From the speech and PowerPoint slides of Dr. Madalinee Eternity Labio of the Hepatology Society of the Philippines, here are some very interesting things every Filipino should know about hepatitis:
- There are not two but six types of hepatitis: A, B, C, D, E, and G.
- Only hepatitis B and C cause liver cancer and cirrhosis. Hepatitis A does not.
- In fact, if you have a strong immune system, hepatitis A can resolve itself without vigorous medical treatment.
- You do not get hepatitis B by having your food prepared by somebody who has it. It is hepatitis A which is transmitted via contaminated food and water; hepatitis B is only transmitted if virus-laden body fluids enter another's blood stream through transfusion or an open wound/mucus membrane or sex. Don't mix the two up.
- As many as 1 in every 10 Filipinos have hepatitis B, but they don't know it because the disease is often asymptomatic -- it shows no symptoms until the liver is affected.
- In other words, most people with hepatitis B do not turn yellowish, as a lot of us believe. The absence of jaundice (yellow skin) does not ensure the absence of hepatitis.
- An amazing 90-95% of hepatitis B patients contracted their disease not from sexual contact but from their mothers, during their infancy, as the virus is transmitted in childbirth.
- If a pregnant mother is infected with the virus, very early vaccination will prevent the disease from developing in her newborn child.
- The Mandatory Infants and Children Immunization Act of 2011 (RA 10152) by Senator Pia Cayetano mandates that all newborn babies be given the hepatitis B vaccine within 24 hours after birth.
- Most people live out their childhood unaware that they have hepatitis B. They only find out when they get their first medical exam, as a pre-employment requirement. Then the company often refuses to hire them -- which is illegal, as hepatitis is not transmissible through casual contact and generally poses no threat, not even in food industries, if the business has proper hygienic policies in place.
- Of every 4 people with hepatitis B, only 1 dies of cancer or cirrhosis. Some live out the rest of their lives without any symptoms. (Of course, it helps too if the disease is diagnosed early, monitored carefully, and managed well.)
- Nonetheless, the biggest cause of liver cancer and cirrhosis in the Philippines is not alcoholism, as many of us believe, but hepatitis B. (In addition, liver cancer is the fourth most common cancer in the country, and it is the second most fatal.)
- In fact, the HPV vaccine, which prevents cervical cancer, is not the first anti-cancer vaccine in the world; the Hepa-B vaccine, which prevents liver cancer, is.
- To treat hepatitis C or delay the progression of hepatitis B, you would normally need to shell out a whopping Php700,000.
- As an advocate in the fight against hepatitis, Merck Sharpe and Dohme (MSD) offers a 50% discount on the treatment cost of hepatitis B and C. They also offer free testing to regularly check if the medication is creating its desired effect in the patient.
What is the message we want to send with this list?
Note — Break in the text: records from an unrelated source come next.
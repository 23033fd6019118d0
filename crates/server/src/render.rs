//! HTML rendering for the filter page.
//!
//! One page: the filter form, then either nothing (no submission yet), an
//! explicit "no matches" message, or the ranked results as a table, a card
//! view and a poster preview.

use std::fmt::{self, Write};

use data_loader::MovieId;
use pipeline::RankedMovie;

use crate::form::{
    FilterForm, FormRules, GENRES, MAX_YEAR, MIN_NUM_RATINGS, MIN_RATING, MIN_YEAR, NUM_RESULTS,
    TITLE_KEYWORDS,
};

/// Base URL of the poster images, keyed by movie id
pub const POSTER_BASE_URL: &str = "https://liangfgithub.github.io/MovieImages";

pub const NO_MATCHES_MESSAGE: &str = "No movies match your criteria.";

/// What the results section should show.
#[derive(Debug, Clone, PartialEq)]
pub enum SearchOutcome {
    /// The form has not been submitted; no results section at all
    NotSubmitted,
    /// The form was submitted and nothing matched
    NoMatches,
    /// The form was submitted; ranked matches, never empty
    Matches(Vec<RankedMovie>),
}

impl SearchOutcome {
    pub fn from_results(results: Vec<RankedMovie>) -> Self {
        if results.is_empty() {
            SearchOutcome::NoMatches
        } else {
            SearchOutcome::Matches(results)
        }
    }
}

pub fn poster_url(movie_id: MovieId) -> String {
    format!("{POSTER_BASE_URL}/{movie_id}.jpg?raw=true")
}

/// Escape text for use in element content and quoted attributes
pub fn escape_html(text: &str) -> String {
    let mut escaped = String::with_capacity(text.len());
    for c in text.chars() {
        match c {
            '&' => escaped.push_str("&amp;"),
            '<' => escaped.push_str("&lt;"),
            '>' => escaped.push_str("&gt;"),
            '"' => escaped.push_str("&quot;"),
            '\'' => escaped.push_str("&#39;"),
            _ => escaped.push(c),
        }
    }
    escaped
}

fn format_rating(avg_rating: Option<f64>) -> String {
    avg_rating.map(|avg| format!("{avg:.2}")).unwrap_or_default()
}

fn format_count(rating_count: Option<u32>) -> String {
    rating_count.map(|count| count.to_string()).unwrap_or_default()
}

fn format_year(year: Option<u16>) -> String {
    year.map(|y| y.to_string()).unwrap_or_default()
}

fn format_genres(genres: &[String]) -> String {
    escape_html(&genres.join("|"))
}

const STYLE: &str = r#"
body { font-family: Arial, sans-serif; margin: 0; background: #e8eef6; }
.container { background: #fff; padding: 32px; border-radius: 12px; max-width: 720px; margin: 40px auto; }
h2 { text-align: center; color: #2d3a4b; }
label { display: block; margin-top: 16px; font-weight: 600; color: #2d3a4b; }
select, input { width: 100%; padding: 8px; margin-top: 6px; box-sizing: border-box; }
button { margin-top: 24px; width: 100%; padding: 12px; background: #0078d7; color: #fff; border: none; border-radius: 6px; font-weight: 700; }
table { width: 100%; margin-top: 28px; border-collapse: collapse; }
th, td { padding: 10px 8px; border-bottom: 1px solid #e3e8ee; text-align: left; }
th { background: #eaf1fb; }
.no-matches { margin-top: 32px; color: #d32f2f; text-align: center; font-weight: 600; }
.cards { display: flex; flex-wrap: wrap; gap: 16px; justify-content: center; margin-top: 28px; }
.card { background: #eaf1fb; border-radius: 10px; padding: 16px; width: 220px; }
.card-title { font-weight: 700; margin-bottom: 6px; }
"#;

/// Render the whole page.
///
/// `form` re-fills the inputs with the values the user submitted.
pub fn render_page(
    genres: &[String],
    rules: &FormRules,
    form: Option<&FilterForm>,
    outcome: &SearchOutcome,
) -> Result<String, fmt::Error> {
    let mut html = String::new();
    html.push_str("<!DOCTYPE html>\n<html lang=\"en\">\n<head>\n");
    html.push_str("<meta charset=\"UTF-8\">\n<title>Movie Recommender</title>\n");
    html.push_str("<meta name=\"viewport\" content=\"width=device-width, initial-scale=1\">\n");
    writeln!(html, "<style>{STYLE}</style>")?;
    html.push_str("</head>\n<body>\n<div class=\"container\">\n");
    html.push_str("<h2>Find me a movie!</h2>\n");

    render_form(&mut html, genres, rules, form)?;
    render_outcome(&mut html, outcome)?;

    html.push_str("</div>\n</body>\n</html>\n");
    Ok(html)
}

fn render_form(
    html: &mut String,
    genres: &[String],
    rules: &FormRules,
    form: Option<&FilterForm>,
) -> fmt::Result {
    let value = |name: &str| -> String {
        form.and_then(|f| f.first(name))
            .map(escape_html)
            .unwrap_or_default()
    };
    let selected: Vec<&str> = form.map(|f| f.all(GENRES).collect()).unwrap_or_default();

    html.push_str("<form method=\"post\" action=\"/\">\n");

    html.push_str("<label>Preferred genres:</label>\n");
    writeln!(html, "<select name=\"{GENRES}\" multiple size=\"5\">")?;
    for genre in genres {
        let escaped = escape_html(genre);
        let marker = if selected.contains(&genre.as_str()) {
            " selected"
        } else {
            ""
        };
        writeln!(html, "<option value=\"{escaped}\"{marker}>{escaped}</option>")?;
    }
    html.push_str("</select>\n");

    html.push_str("<label>Title keywords:</label>\n");
    writeln!(
        html,
        "<input type=\"text\" name=\"{TITLE_KEYWORDS}\" placeholder=\"e.g. Star, Love, War\" value=\"{}\">",
        value(TITLE_KEYWORDS)
    )?;

    html.push_str("<label>Minimum year:</label>\n");
    writeln!(
        html,
        "<input type=\"number\" name=\"{MIN_YEAR}\" min=\"1900\" max=\"2100\" value=\"{}\">",
        value(MIN_YEAR)
    )?;
    html.push_str("<label>Maximum year:</label>\n");
    writeln!(
        html,
        "<input type=\"number\" name=\"{MAX_YEAR}\" min=\"1900\" max=\"2100\" value=\"{}\">",
        value(MAX_YEAR)
    )?;

    html.push_str("<label>Minimum average rating:</label>\n");
    writeln!(
        html,
        "<input type=\"number\" name=\"{MIN_RATING}\" min=\"0\" max=\"5\" step=\"0.1\" value=\"{}\">",
        value(MIN_RATING)
    )?;
    html.push_str("<label>Minimum number of ratings:</label>\n");
    writeln!(
        html,
        "<input type=\"number\" name=\"{MIN_NUM_RATINGS}\" min=\"0\" step=\"1\" value=\"{}\">",
        value(MIN_NUM_RATINGS)
    )?;

    let num_results = match form.and_then(|f| f.first(NUM_RESULTS)) {
        Some(raw) => escape_html(raw),
        None => rules.default_results().to_string(),
    };
    html.push_str("<label>Number of movies to show:</label>\n");
    writeln!(
        html,
        "<input type=\"number\" name=\"{NUM_RESULTS}\" min=\"1\" max=\"{}\" value=\"{num_results}\">",
        rules.max_results()
    )?;

    html.push_str("<button type=\"submit\">Recommend</button>\n</form>\n");
    Ok(())
}

fn render_outcome(html: &mut String, outcome: &SearchOutcome) -> fmt::Result {
    match outcome {
        SearchOutcome::NotSubmitted => {}
        SearchOutcome::NoMatches => {
            html.push_str("<section id=\"results\">\n");
            writeln!(html, "<div class=\"no-matches\">{NO_MATCHES_MESSAGE}</div>")?;
            html.push_str("</section>\n");
        }
        SearchOutcome::Matches(results) => {
            html.push_str("<section id=\"results\">\n");
            writeln!(html, "<h3>Top {} recommended movies:</h3>", results.len())?;
            render_table(html, results)?;
            render_cards(html, results)?;
            render_posters(html, results)?;
            html.push_str("</section>\n");
        }
    }
    Ok(())
}

fn render_table(html: &mut String, results: &[RankedMovie]) -> fmt::Result {
    html.push_str("<table class=\"results-table\">\n");
    html.push_str(
        "<tr><th>Title</th><th>Genres</th><th>Year</th><th>Average rating</th><th>Ratings</th></tr>\n",
    );
    for movie in results {
        writeln!(
            html,
            "<tr><td>{}</td><td>{}</td><td>{}</td><td>{}</td><td>{}</td></tr>",
            escape_html(&movie.title),
            format_genres(&movie.genres),
            format_year(movie.year),
            format_rating(movie.avg_rating),
            format_count(movie.rating_count),
        )?;
    }
    html.push_str("</table>\n");
    Ok(())
}

fn render_cards(html: &mut String, results: &[RankedMovie]) -> fmt::Result {
    html.push_str("<div class=\"cards\">\n");
    for movie in results {
        html.push_str("<div class=\"card\">\n");
        writeln!(html, "<div class=\"card-title\">{}</div>", escape_html(&movie.title))?;
        writeln!(html, "<div>{}</div>", format_genres(&movie.genres))?;
        writeln!(html, "<div>Year: <b>{}</b></div>", format_year(movie.year))?;
        writeln!(
            html,
            "<div>Rating: <b>{}</b> ({} ratings)</div>",
            format_rating(movie.avg_rating),
            format_count(movie.rating_count)
        )?;
        html.push_str("</div>\n");
    }
    html.push_str("</div>\n");
    Ok(())
}

fn render_posters(html: &mut String, results: &[RankedMovie]) -> fmt::Result {
    html.push_str("<h3>Visual preview</h3>\n<table class=\"poster-table\">\n");
    html.push_str("<tr><th>movieId</th><th>Image</th><th>Title</th><th>Average rating</th><th>Ratings</th></tr>\n");
    for movie in results {
        writeln!(
            html,
            "<tr><td>{id}</td><td><img src=\"{src}\" width=\"70\" height=\"105\" alt=\"{alt}\"></td><td>{alt}</td><td>{avg}</td><td>{count}</td></tr>",
            id = movie.movie_id,
            src = poster_url(movie.movie_id),
            alt = escape_html(&movie.title),
            avg = format_rating(movie.avg_rating),
            count = format_count(movie.rating_count),
        )?;
    }
    html.push_str("</table>\n");
    Ok(())
}

#[cfg(test)]
mod tests {
    use super::*;

    fn ranked(movie_id: MovieId, title: &str, avg_rating: Option<f64>, rating_count: Option<u32>) -> RankedMovie {
        RankedMovie {
            movie_id,
            title: title.to_string(),
            genres: vec!["Comedy".to_string(), "Drama".to_string()],
            year: Some(1999),
            avg_rating,
            rating_count,
        }
    }

    fn page(form: Option<&FilterForm>, outcome: &SearchOutcome) -> String {
        let genres = vec!["Comedy".to_string(), "Drama".to_string()];
        render_page(&genres, &FormRules::default(), form, outcome).unwrap()
    }

    #[test]
    fn test_escape_html() {
        assert_eq!(
            escape_html(r#"<Tom & "Jerry's">"#),
            "&lt;Tom &amp; &quot;Jerry&#39;s&quot;&gt;"
        );
    }

    #[test]
    fn test_poster_url() {
        assert_eq!(
            poster_url(42),
            "https://liangfgithub.github.io/MovieImages/42.jpg?raw=true"
        );
    }

    #[test]
    fn test_outcome_from_results() {
        assert_eq!(SearchOutcome::from_results(vec![]), SearchOutcome::NoMatches);
        assert!(matches!(
            SearchOutcome::from_results(vec![ranked(1, "A", None, None)]),
            SearchOutcome::Matches(_)
        ));
    }

    #[test]
    fn test_not_submitted_has_no_results_section() {
        let html = page(None, &SearchOutcome::NotSubmitted);
        assert!(html.contains("<form"));
        assert!(html.contains("<option value=\"Comedy\">Comedy</option>"));
        assert!(!html.contains("id=\"results\""));
        assert!(!html.contains(NO_MATCHES_MESSAGE));
        assert!(html.contains("name=\"num_results\" min=\"1\" max=\"100\" value=\"10\""));
    }

    #[test]
    fn test_no_matches_message() {
        let html = page(Some(&FilterForm::default()), &SearchOutcome::NoMatches);
        assert!(html.contains("id=\"results\""));
        assert!(html.contains(NO_MATCHES_MESSAGE));
        assert!(!html.contains("results-table"));
    }

    #[test]
    fn test_matches_render_all_views() {
        let outcome = SearchOutcome::Matches(vec![
            ranked(7, "Fish & Chips (1999)", Some(4.256), Some(12)),
            ranked(8, "Nobody Rated This (1999)", None, None),
        ]);
        let html = page(Some(&FilterForm::default()), &outcome);

        assert!(html.contains("Top 2 recommended movies"));
        assert!(html.contains("<td>Fish &amp; Chips (1999)</td>"));
        assert!(html.contains("<td>Comedy|Drama</td>"));
        assert!(html.contains("<td>4.26</td><td>12</td>"));
        // Unrated movies show blank rating cells
        assert!(html.contains("<td>Nobody Rated This (1999)</td><td>Comedy|Drama</td><td>1999</td><td></td><td></td>"));
        assert!(html.contains("class=\"card\""));
        assert!(html.contains(&poster_url(7)));
    }

    #[test]
    fn test_submitted_values_are_refilled() {
        let form = FilterForm::from_pairs(vec![
            ("genres".into(), "Drama".into()),
            ("title_keywords".into(), "\"star\"".into()),
            ("num_results".into(), "3".into()),
        ]);
        let html = page(Some(&form), &SearchOutcome::NoMatches);

        assert!(html.contains("<option value=\"Drama\" selected>Drama</option>"));
        assert!(html.contains("<option value=\"Comedy\">Comedy</option>"));
        assert!(html.contains("value=\"&quot;star&quot;\""));
        assert!(html.contains("value=\"3\""));
    }
}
First, hepatitis victims are stigmatized because we often think they got it from inappropriate social activities. We're wrong; they probably got it from childbirth.
Second, we are often afraid to interact with hepatitis victims because we are afraid of infection. Well, unless you "sleep" with them, they can't infect you with hepatitis B. Blood donations have been screened against hepatitis contamination since the 1990s.
You can only get hepatitis A if you let your colleague prepare your food for you right after he/she went to the bathroom (now why would you do that?), and if you do contract hepatitis A, remember that it's uncomfortable but, if you take care not to get dehydrated from the vomiting and diarrhea, hepatitis A is not deadly.
Hepatitis B infection is not the end of the world. Three out of four victims live out normal lives, medically speaking. It is the social stigma that makes life difficult for them.
It is easy to prevent hepatitis A and B. All you need is timely hepatitis vaccination, which, by the way, is much cheaper than hepatitis treatment.
Have your children had their hepatitis B vaccination? It's free at your nearest health center! (That's where all my kids got theirs.)